Only the number is wanted: how many lines in the data contain "types"?

* * * * * * * * *

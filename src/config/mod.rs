//! Configuration module for Gleaner
//!
//! TOML configuration loading, validation, and integrity hashing.

mod parser;
mod types;
mod validation;

pub use parser::{compute_config_hash, load_config, load_config_with_hash};
pub use types::{Config, CrawlerConfig, EmbeddingConfig, StorageConfig};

* * * * * * * * *

▸ Written reply: 2